ScopeDriftCheck¶
What it does¶
INSPECTION-stage check that catches three drift categories on streaming responses:
- Token-count drift — output exceeds
max_tokens × char_per_token_estimate × (1 + tolerance). - Character-length drift — raw output exceeds an absolute character cap.
- Classification-marker drift — output contains a marker
(e.g.
SECRET//NOFORN,(TS)) that implies a higher classification than the request'sX-Classificationdeclared.
When any drift fires, the stream is aborted mid-flight; the caller receives the chunks delivered so far plus a trailer event naming the check. The audit row records exactly which marker / cap fired.
Stage¶
INSPECTION.
Configuration¶
from signet.checks import ScopeDriftCheck
# Defaults: USG marker table, 10% over-shoot tolerance
ScopeDriftCheck()
# Custom marker table for non-USG classification systems
ScopeDriftCheck(markers={
"INTERNAL_ONLY": 1,
"CONFIDENTIAL": 2,
"RESTRICTED": 3,
})
# Disable marker check (token+length drift only)

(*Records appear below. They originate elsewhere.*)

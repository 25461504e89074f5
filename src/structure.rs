//! Structure model store.
//!
//! Loads an atomic model into an indexed, immutable collection of
//! [`AtomRecord`]s with the chemical annotations the interaction categories
//! need. Each model is an independent, caller-owned value; nothing here is
//! shared between analysis runs.

use crate::chemistry;
use crate::errors::StructureError;
use crate::selection::AtomFilter;
use nalgebra as na;
use pdbtbx::*;
use std::path::Path;

/// One atom of a loaded structure model.
///
/// All fields are fixed at load time; `index` is unique within the model.
#[derive(Debug, Clone, PartialEq)]
pub struct AtomRecord {
    /// Position of the record within its model, unique per model.
    pub index: usize,
    /// Chemical element, if the input provided one.
    pub element: Option<Element>,
    /// Residue name, e.g. `ASP` or `LIG`.
    pub resn: String,
    /// Residue sequence number.
    pub resi: isize,
    /// Atom name, e.g. `OD1`.
    pub atomn: String,
    /// Cartesian coordinates in the structure's native length unit.
    pub pos: na::Vector3<f64>,
    /// Whether the atom can donate a hydrogen bond.
    pub is_donor: bool,
    /// Whether the atom can accept a hydrogen bond.
    pub is_acceptor: bool,
    /// Formal charge from the input file's charge column.
    pub formal_charge: isize,
    /// Whether the atom belongs to the protein partition.
    pub is_polymer: bool,
}

impl AtomRecord {
    /// Euclidean distance to another atom.
    pub fn distance(&self, other: &AtomRecord) -> f64 {
        (self.pos - other.pos).norm()
    }
}

/// An indexed atomic model, partitioned into protein and ligand atoms.
#[derive(Debug, Clone)]
pub struct StructureModel {
    id: String,
    atoms: Vec<AtomRecord>,
}

impl StructureModel {
    /// Build a model from an in-memory atom list.
    pub fn from_atoms(id: impl Into<String>, atoms: Vec<AtomRecord>) -> Self {
        Self {
            id: id.into(),
            atoms,
        }
    }

    /// Load a PDB or mmCIF file into a model.
    ///
    /// Parsing is lenient; recoverable parser complaints are returned as
    /// warnings next to the model. All atoms are kept, including waters and
    /// other non-polymer residues, which end up in the ligand partition.
    pub fn from_file(
        path: &Path,
        model_id: impl Into<String>,
    ) -> Result<(Self, Vec<PDBError>), StructureError> {
        let input_file = path.to_string_lossy().to_string();
        let (pdb, warnings) = ReadOptions::default()
            .set_only_atomic_coords(true)
            .set_level(StrictnessLevel::Loose)
            .read(&input_file)
            .map_err(|errors| StructureError::Unreadable {
                path: path.to_path_buf(),
                details: errors
                    .iter()
                    .map(ToString::to_string)
                    .collect::<Vec<String>>()
                    .join("; "),
            })?;

        let atoms = pdb
            .atoms_with_hierarchy()
            .enumerate()
            .map(|(index, hier)| {
                let atom = hier.atom();
                let resn = hier.residue().name().unwrap_or("").to_string();
                let atomn = atom.name().to_string();
                let element = atom.element().cloned();
                let is_polymer = !atom.hetero() && chemistry::is_standard_amino_acid(&resn);
                let (is_donor, is_acceptor) = if is_polymer {
                    (
                        chemistry::is_protein_donor(&resn, &atomn),
                        chemistry::is_protein_acceptor(&resn, &atomn),
                    )
                } else {
                    chemistry::element_donor_acceptor(element)
                };
                let (x, y, z) = atom.pos();

                AtomRecord {
                    index,
                    element,
                    resn,
                    resi: hier.residue().serial_number(),
                    atomn,
                    pos: na::Vector3::new(x, y, z),
                    is_donor,
                    is_acceptor,
                    formal_charge: atom.charge(),
                    is_polymer,
                }
            })
            .collect();

        Ok((
            Self {
                id: model_id.into(),
                atoms,
            },
            warnings,
        ))
    }

    /// Identifier used in logs and error reports.
    pub fn id(&self) -> &str {
        &self.id
    }

    /// All atoms, in load order.
    pub fn atoms(&self) -> &[AtomRecord] {
        &self.atoms
    }

    /// Atoms matching a filter, in ascending index order.
    pub fn select(&self, filter: &AtomFilter) -> Vec<&AtomRecord> {
        self.atoms.iter().filter(|a| filter.matches(a)).collect()
    }

    /// Resolve an atom index to exactly one record.
    ///
    /// Returns `None` for unknown indices and for indices that resolve to
    /// more than one record.
    pub fn atom(&self, index: usize) -> Option<&AtomRecord> {
        let mut matching = self.atoms.iter().filter(|a| a.index == index);
        let first = matching.next()?;
        match matching.next() {
            Some(_) => None,
            None => Some(first),
        }
    }
}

ScopeDriftCheck(markers={})
# Tighter token-budget tolerance
ScopeDriftCheck(token_tolerance=0.0) # zero overshoot
Default marker table¶
{
# SECRET (level 2)
"SECRET//NOFORN": 2, "SECRET//REL": 2, "(S)": 2, "(S//NF)": 2,
# TS / TS/SCI (levels 3-4)
"TOP SECRET//SCI": 4, "TS//SCI": 4, "(TS)": 3, "(TS//SCI)": 4,
# CUI (level 1)
"CUI//": 1, "FOUO": 1,
}
Override the entire table via the markers constructor argument.
Audit row example¶
{
"check_name": "scope_drift",
"decision": "block",
"reason": "classification marker 'SECRET//NOFORN' (level 2) exceeds request level 0 (UNCLASS)",
"metadata": {
"marker": "SECRET//NOFORN",
"marker_level": 2,
"request_level": 0,
"drift_kind": "classification_marker"
}
}
For token/length drift:
{
"check_name": "scope_drift",
"decision": "block",
"reason": "output exceeds 200 max_tokens × 4 chars × 1.10 tolerance = 880 chars",
"metadata": {
"drift_kind": "token_count",
"max_tokens": 200,
"tolerance": 0.10,
"actual_chars": 942
}
}
False-positive surface¶
Marker matching is literal-substring. A model explaining "the SECRET//NOFORN handling rules are…" in legitimately UNCLASS training material will trip the check. Mitigations:
- Override the marker table to only include strings your domain doesn't use benignly.
- Set
markers={}to disable classification drift entirely if your deployment doesn't use classification. - Move the check to RECORD-stage (audit-only) for low-stakes deployments — drift is logged but doesn't abort the stream.